Required work: Go line by line through the entries below and copy those containing the string "post".

Items listed in a dataset:
......
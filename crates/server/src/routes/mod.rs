//! HTTP routes

mod health;
mod ingest;

pub use ingest::{
    IDEMPOTENCY_HEADER, LEGACY_SIGNATURE_HEADER, SIGNATURE_HEADER, TENANT_HEADER,
    TIMESTAMP_HEADER,
};

use crate::middleware::track_http;
use crate::state::AppState;
use axum::extract::DefaultBodyLimit;
use axum::routing::{get, post};
use axum::{middleware, Router};

/// Builds the full router
///
/// HTTP metrics are attached with `route_layer`, so only matched routes are
/// counted and the route label is the pattern, never the raw path.
pub fn router(state: AppState, body_limit: usize) -> Router {
    Router::new()
        .route("/:source/ingest", post(ingest::ingest))
        .route("/health", get(health::health))
        .route("/health/live", get(health::live))
        .route("/health/ready", get(health::ready))
        .route("/metrics", get(health::metrics))
        .route_layer(middleware::from_fn_with_state(
            state.metrics.clone(),
            track_http,
        ))
        .layer(DefaultBodyLimit::max(body_limit))
        .with_state(state)
}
......
Exercise output:
use axum::routing::{get, post};
        .route("/:source/ingest", post(ingest::ingest))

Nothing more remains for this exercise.